Un signe bien banal, voilà ce que nous propose cette page d’Évangile. Bien souvent l’extraordinaire est à reconnaître dans la banalité de notre vie. Ouvrons les yeux comme ces bergers qui savent reconnaître dans leur monde l’extraordinaire salut donné par Dieu. Ouvrons les yeux comme Moïse qui se détourne pour reconnaître la présence même de Dieu dans un simple buisson. Notre vie toute simple connaît également ces gestes de Dieu pour transformer notre existence. Sachons ouvrir les yeux et rendre grâce pour ces petites et grandes choses qui nous arrivent, pour telle personne qui a été pour nous un ange, pour une nouvelle qui nous ouvre à l’espérance de Dieu…

Ouvrons les yeux sur ce signe qu’est l’enfant Jésus emmailloté et couché dans une mangeoire, il y a là un triple signe qui nous parle du salut de Dieu pour nous.

D’abord : ce salut est comme un bébé.

Ne nous désespérons pas si notre foi est encore peu active. Ne désespérons pas s’il y a des choses qui ne vont pas dans notre vie, s’il y a de la maladie, de la souffrance, de l’égoïsme, de la honte et de l’angoisse, des trahisons et fautes… Le salut de Dieu est comme un bébé minuscule à reconnaître dans une foule immense. Mais la présence-même de ce bébé change tout, rattrape tout, transforme tout, l’emporte sur tout.

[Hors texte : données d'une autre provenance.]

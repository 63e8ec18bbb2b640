//! Circular logo icon generator
//!
//! Writes one flat-color circular PNG per configured size into an output
//! directory and reports each file as it is created.

pub mod config;
pub mod driver;

pub use config::{Config, FailurePolicy, DEFAULT_COLOR, DEFAULT_OUTPUT_DIR, DEFAULT_SIZES};
pub use driver::{
    generate, icon_file_name, icon_path, prepare_output_dir, GenerationReport, IconOutcome,
};
use crate::color::Color;
use image::RgbaImage;
use std::fmt;
use std::num::NonZeroU32;

/// Edge length of a square icon, in pixels.
#[derive(Debug, Clone, Copy, PartialEq, Eq, PartialOrd, Ord, Hash)]
pub struct IconSize(NonZeroU32);

#[derive(Debug, Clone, Copy, PartialEq, Eq, thiserror::Error)]
#[error("icon size must be at least one pixel")]
pub struct IconSizeError;

impl IconSize {
    pub fn new(pixels: u32) -> Result<Self, IconSizeError> {
        NonZeroU32::new(pixels).map(Self).ok_or(IconSizeError)
    }

    pub fn get(&self) -> u32 {
        self.0.get()
    }
}

impl TryFrom<u32> for IconSize {
    type Error = IconSizeError;

    fn try_from(pixels: u32) -> Result<Self, Self::Error> {
        Self::new(pixels)
    }
}

impl fmt::Display for IconSize {
    fn fmt(&self, f: &mut fmt::Formatter<'_>) -> fmt::Result {
        write!(f, "{}", self.0)
    }
}

/// Inclusive pixel rectangle: both `(x0, y0)` and `(x1, y1)` are covered.
#[derive(Debug, Clone, Copy, PartialEq, Eq)]
pub struct BoundingBox {
    pub x0: u32,
    pub y0: u32,
    pub x1: u32,
    pub y1: u32,
}

impl BoundingBox {
    /// Returns `None` when a corner is not at or past its opposite.
    pub fn new(x0: u32, y0: u32, x1: u32, y1: u32) -> Option<Self> {
        (x0 <= x1 && y0 <= y1).then_some(Self { x0, y0, x1, y1 })
    }

    /// The box covering a whole `size` x `size` canvas, `(0, 0)` to `(size-1, size-1)`.
    pub fn full(size: IconSize) -> Self {
        let last = size.get() - 1;
        Self {
            x0: 0,
            y0: 0,
            x1: last,
            y1: last,
        }
    }

    /// Horizontal extent in pixels. `u64` so a box spanning every `u32`
    /// column still fits.
    pub fn width(&self) -> u64 {
        u64::from(self.x1 - self.x0) + 1
    }

    pub fn height(&self) -> u64 {
        u64::from(self.y1 - self.y0) + 1
    }
}

/// A fully transparent square canvas.
pub fn new_canvas(size: IconSize) -> RgbaImage {
    RgbaImage::from_pixel(size.get(), size.get(), Color::TRANSPARENT.to_rgba())
}

/// Fill the ellipse inscribed in `bounds` with a flat color.
///
/// A pixel is painted when its center lies inside or on the ellipse. Since the
/// box is inclusive the ellipse spans `width()` pixels across, so a full-canvas
/// box touches all four edges. The inside check uses doubled integer coordinates,
/// which keeps the result exact and mirror-symmetric. Pixels outside the image
/// are clipped and painted pixels are replaced, not blended. Only the part of
/// the box that overlaps the image is visited, so boxes of any size are cheap.
pub fn fill_ellipse(image: &mut RgbaImage, bounds: BoundingBox, color: Color) {
    if image.width() == 0 || image.height() == 0 {
        return;
    }
    let pixel = color.to_rgba();

    let w = bounds.width();
    let h = bounds.height();
    // Twice the ellipse center.
    let cx2 = u64::from(bounds.x0) + u64::from(bounds.x1) + 1;
    let cy2 = u64::from(bounds.y0) + u64::from(bounds.y1) + 1;

    let y_end = bounds.y1.min(image.height() - 1);
    let x_end = bounds.x1.min(image.width() - 1);

    for y in bounds.y0..=y_end {
        let dy = (2 * u64::from(y) + 1).abs_diff(cy2);
        for x in bounds.x0..=x_end {
            let dx = (2 * u64::from(x) + 1).abs_diff(cx2);
            if inside_ellipse(dx, dy, w, h) {
                image.put_pixel(x, y, pixel);
            }
        }
    }
}

/// `(dx / w)^2 + (dy / h)^2 <= 1` for offsets taken inside the box, so
/// `dx < w` and `dy < h`.
///
/// Exact in `u128` unless both axes are close to the full `u32` range, where
/// the products no longer fit and the check falls back to `f64`.
fn inside_ellipse(dx: u64, dy: u64, w: u64, h: u64) -> bool {
    let (dx, dy, w, h) = (dx as u128, dy as u128, w as u128, h as u128);

    let lhs = (dx * dx * h)
        .checked_mul(h)
        .zip((dy * dy * w).checked_mul(w))
        .and_then(|(x, y)| x.checked_add(y));
    let rhs = (w * w * h).checked_mul(h);

    match (lhs, rhs) {
        (Some(lhs), Some(rhs)) => lhs <= rhs,
        _ => {
            let nx = dx as f64 / w as f64;
            let ny = dy as f64 / h as f64;
            nx * nx + ny * ny <= 1.0
        }
    }
}

#[cfg(test)]
mod tests {
    use super::*;

    fn size(pixels: u32) -> IconSize {
        IconSize::new(pixels).unwrap()
    }

    #[test]
    fn test_icon_size_rejects_zero() {
        assert_eq!(IconSize::new(0), Err(IconSizeError));
        assert_eq!(IconSize::try_from(32).unwrap().get(), 32);
        assert_eq!(size(512).to_string(), "512");
    }

    #[test]
    fn test_bounding_box() {
        let full = BoundingBox::full(size(32));
        assert_eq!(full, BoundingBox::new(0, 0, 31, 31).unwrap());
        assert_eq!(full.width(), 32);
        assert_eq!(full.height(), 32);
        assert!(BoundingBox::new(5, 0, 4, 10).is_none());
        assert_eq!(BoundingBox::new(3, 3, 3, 3).unwrap().width(), 1);
    }

    #[test]
    fn test_new_canvas_is_transparent() {
        let canvas = new_canvas(size(8));
        assert_eq!(canvas.dimensions(), (8, 8));
        assert!(canvas.pixels().all(|p| p.0 == [0, 0, 0, 0]));
    }

    #[test]
    fn test_fill_ellipse_touches_every_edge() {
        let mut canvas = new_canvas(size(32));
        fill_ellipse(&mut canvas, BoundingBox::full(size(32)), Color::DEFAULT_FILL);

        let opaque = |x: u32, y: u32| canvas.get_pixel(x, y)[3] == 255;
        // Middle rows and columns reach the border.
        assert!(opaque(0, 15) && opaque(0, 16));
        assert!(opaque(31, 15) && opaque(31, 16));
        assert!(opaque(15, 0) && opaque(16, 0));
        assert!(opaque(15, 31) && opaque(16, 31));
        // Corners stay clear.
        assert!(!opaque(0, 0));
        assert!(!opaque(31, 0));
        assert!(!opaque(0, 31));
        assert!(!opaque(31, 31));
    }

    #[test]
    fn test_fill_ellipse_is_symmetric() {
        for n in [5, 32, 33, 64] {
            let mut canvas = new_canvas(size(n));
            fill_ellipse(&mut canvas, BoundingBox::full(size(n)), Color::rgb(1, 2, 3));
            for y in 0..n {
                for x in 0..n {
                    let here = canvas.get_pixel(x, y);
                    assert_eq!(here, canvas.get_pixel(n - 1 - x, y), "size {n} at ({x}, {y})");
                    assert_eq!(here, canvas.get_pixel(x, n - 1 - y), "size {n} at ({x}, {y})");
                    assert_eq!(here, canvas.get_pixel(y, x), "size {n} at ({x}, {y})");
                }
            }
        }
    }

    #[test]
    fn test_fill_ellipse_single_pixel() {
        let mut canvas = new_canvas(size(1));
        fill_ellipse(&mut canvas, BoundingBox::full(size(1)), Color::rgb(9, 9, 9));
        assert_eq!(canvas.get_pixel(0, 0).0, [9, 9, 9, 255]);
    }

    #[test]
    fn test_fill_ellipse_non_square_box() {
        let mut canvas = new_canvas(size(20));
        let bounds = BoundingBox::new(2, 8, 17, 11).unwrap();
        fill_ellipse(&mut canvas, bounds, Color::rgb(0, 0, 0));

        for (x, y, pixel) in canvas.enumerate_pixels() {
            if pixel[3] != 0 {
                assert!((2..=17).contains(&x) && (8..=11).contains(&y), "({x}, {y}) outside box");
            }
        }
        assert_eq!(canvas.get_pixel(2, 9)[3], 255);
        assert_eq!(canvas.get_pixel(17, 10)[3], 255);
        assert_eq!(canvas.get_pixel(2, 8)[3], 0);
    }

    #[test]
    fn test_fill_ellipse_clips_to_canvas() {
        let mut canvas = new_canvas(size(10));
        let bounds = BoundingBox::new(5, 5, 24, 24).unwrap();
        fill_ellipse(&mut canvas, bounds, Color::rgb(255, 0, 0));
        assert_eq!(canvas.dimensions(), (10, 10));
        assert_eq!(canvas.get_pixel(9, 9)[3], 255);
        assert_eq!(canvas.get_pixel(5, 5)[3], 0);
    }

    #[test]
    fn test_fill_ellipse_huge_box_on_small_canvas() {
        let mut canvas = new_canvas(size(10));
        let bounds = BoundingBox::new(0, 0, 100_000, 100_000).unwrap();
        fill_ellipse(&mut canvas, bounds, Color::rgb(255, 0, 0));
        // The canvas sits in the transparent corner of the box.
        assert!(canvas.pixels().all(|p| p[3] == 0));
    }

    #[test]
    fn test_fill_ellipse_very_wide_box() {
        // Odd height puts one row exactly on the center line, which must still
        // reach the left edge of the box.
        let mut canvas = new_canvas(size(10));
        let bounds = BoundingBox::new(0, 0, 4_000_000_000, 8).unwrap();
        fill_ellipse(&mut canvas, bounds, Color::rgb(0, 0, 255));
        assert_eq!(canvas.get_pixel(0, 4).0, [0, 0, 255, 255]);
        assert_eq!(canvas.get_pixel(9, 4)[3], 255);
        assert_eq!(canvas.get_pixel(0, 0)[3], 0);
        assert_eq!(canvas.get_pixel(0, 9)[3], 0);
    }

    #[test]
    fn test_fill_ellipse_full_u32_box() {
        let bounds = BoundingBox::new(0, 0, u32::MAX, u32::MAX).unwrap();
        assert_eq!(bounds.width(), 1 << 32);

        let mut canvas = new_canvas(size(10));
        fill_ellipse(&mut canvas, bounds, Color::rgb(0, 255, 0));
        assert!(canvas.pixels().all(|p| p[3] == 0));
    }

    #[test]
    fn test_inside_ellipse_at_the_limits() {
        let max = 1u64 << 32;
        assert!(inside_ellipse(0, 0, max, max));
        assert!(inside_ellipse(max - 1, 0, max, max));
        assert!(!inside_ellipse(max - 1, max - 1, max, max));
    }

    #[test]
    fn test_fill_ellipse_overwrites_instead_of_blending() {
        let mut canvas = new_canvas(size(4));
        fill_ellipse(&mut canvas, BoundingBox::full(size(4)), Color::rgb(255, 255, 255));
        fill_ellipse(&mut canvas, BoundingBox::full(size(4)), Color::rgba(10, 20, 30, 40));
        assert_eq!(canvas.get_pixel(2, 2).0, [10, 20, 30, 40]);
    }
}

Chacun de nous est une merveille, nous dit sans cesse l’Évangile de Jésus-Christ. Dieu met en nous quelque chose d’unique et de merveilleux qui peut grandir comme un petit bébé. Dieu est présent, au moins en germe, en tous, en chacun de nous. Il y a comme un minuscule bébé christ qui ne demande qu’à grandir et à aimer, qui ne demande qu’à vivre et à être source de vie. Ce bébé est en nous, ne sommes-nous pas parfois capable d’aimer un peu ? Ne sommes-nous pas nous-mêmes parfois surpris par une générosité qui ne nous dépasse ?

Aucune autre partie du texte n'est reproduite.